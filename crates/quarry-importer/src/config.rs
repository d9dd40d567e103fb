//! Importer configuration.
//!
//! Flags parse via clap with environment fallbacks and convert into an
//! owned [`Config`] consumed by the [`Importer`](crate::importer::Importer)
//! constructor; nothing reads flags from globals.

use std::net::SocketAddr;
use std::path::PathBuf;

use clap::Parser;

use quarry_core::LogFormat;

use crate::error::{ImporterError, Result};

/// Default ceiling on indexable file size: anything larger is generated
/// content or data, not source.
pub const DEFAULT_MAX_FILE_SIZE: u64 = 1024 * 1024;

/// Quarry package importer.
#[derive(Debug, Parser)]
#[command(name = "quarry-importer")]
#[command(about = "Accepts source packages via HTTP, unpacks, strips and indexes them")]
#[command(version)]
pub struct Args {
    /// Listen address for the HTTP surface ([host]:port).
    #[arg(long, env = "QUARRY_LISTEN_ADDRESS", default_value = "[::]:21010")]
    pub listen_address: SocketAddr,

    /// Path to the unpacked sources (the canonical store).
    #[arg(long, env = "QUARRY_UNPACKED_PATH")]
    pub unpacked_path: PathBuf,

    /// Base URL of the index backend that adopts merged shards.
    #[arg(
        long,
        env = "QUARRY_INDEX_BACKEND_URL",
        default_value = "https://localhost:28081"
    )]
    pub index_backend_url: String,

    /// Path to a .pem file containing the TLS client certificate.
    #[arg(long, env = "QUARRY_TLS_CERT_PATH")]
    pub tls_cert_path: Option<PathBuf>,

    /// Path to a .pem file containing the TLS private key.
    #[arg(long, env = "QUARRY_TLS_KEY_PATH")]
    pub tls_key_path: Option<PathBuf>,

    /// Log a line for every file the filter excludes.
    #[arg(long, env = "QUARRY_DEBUG_SKIP")]
    pub debug_skip: bool,

    /// Largest file, in bytes, the filter keeps.
    #[arg(long, env = "QUARRY_MAX_FILE_SIZE", default_value_t = DEFAULT_MAX_FILE_SIZE)]
    pub max_file_size: u64,

    /// Worker pool size; defaults to the number of available cores.
    #[arg(long, env = "QUARRY_WORKERS")]
    pub workers: Option<usize>,

    /// Log output format.
    #[arg(long, env = "QUARRY_LOG_FORMAT", default_value = "json", value_parser = parse_log_format)]
    pub log_format: LogFormat,
}

fn parse_log_format(raw: &str) -> std::result::Result<LogFormat, String> {
    match raw {
        "json" => Ok(LogFormat::Json),
        "pretty" => Ok(LogFormat::Pretty),
        other => Err(format!("unknown log format {other:?} (json|pretty)")),
    }
}

/// Resolved importer configuration.
#[derive(Debug, Clone)]
pub struct Config {
    /// Listen address for the HTTP surface.
    pub listen_address: SocketAddr,
    /// The canonical store root.
    pub unpacked_path: PathBuf,
    /// Base URL of the index backend.
    pub index_backend_url: String,
    /// TLS client certificate for the backend RPC.
    pub tls_cert_path: Option<PathBuf>,
    /// TLS private key for the backend RPC.
    pub tls_key_path: Option<PathBuf>,
    /// Log every filter exclusion.
    pub debug_skip: bool,
    /// Filter size ceiling in bytes.
    pub max_file_size: u64,
    /// Worker pool size.
    pub workers: usize,
    /// Log output format.
    pub log_format: LogFormat,
}

impl Config {
    /// Validates cross-field constraints.
    ///
    /// # Errors
    ///
    /// Returns an error for an empty worker pool or a TLS identity with
    /// only one of its two halves configured.
    pub fn validate(&self) -> Result<()> {
        if self.workers == 0 {
            return Err(ImporterError::invalid_request(
                "workers must be at least 1",
            ));
        }
        if self.tls_cert_path.is_some() != self.tls_key_path.is_some() {
            return Err(ImporterError::invalid_request(
                "tls_cert_path and tls_key_path must be set together",
            ));
        }
        Ok(())
    }
}

impl From<Args> for Config {
    fn from(args: Args) -> Self {
        let workers = args.workers.unwrap_or_else(default_workers);
        Self {
            listen_address: args.listen_address,
            unpacked_path: args.unpacked_path,
            index_backend_url: args.index_backend_url,
            tls_cert_path: args.tls_cert_path,
            tls_key_path: args.tls_key_path,
            debug_skip: args.debug_skip,
            max_file_size: args.max_file_size,
            workers,
            log_format: args.log_format,
        }
    }
}

fn default_workers() -> usize {
    std::thread::available_parallelism().map_or(1, std::num::NonZeroUsize::get)
}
* * * * * * *
**EXERCISE DETAILS**
Beginning at the line above with "the filter excludes." and finishing at the line with "default_value_t = DEFAULT_MAX_FILE_SIZE)]", return each line exactly and return nothing else.

**ANSWER TO THIS TASK**
    /// Log a line for every file the filter excludes.
    #[arg(long, env = "QUARRY_DEBUG_SKIP")]
    pub debug_skip: bool,

    /// Largest file, in bytes, the filter keeps.
    #[arg(long, env = "QUARRY_MAX_FILE_SIZE", default_value_t = DEFAULT_MAX_FILE_SIZE)]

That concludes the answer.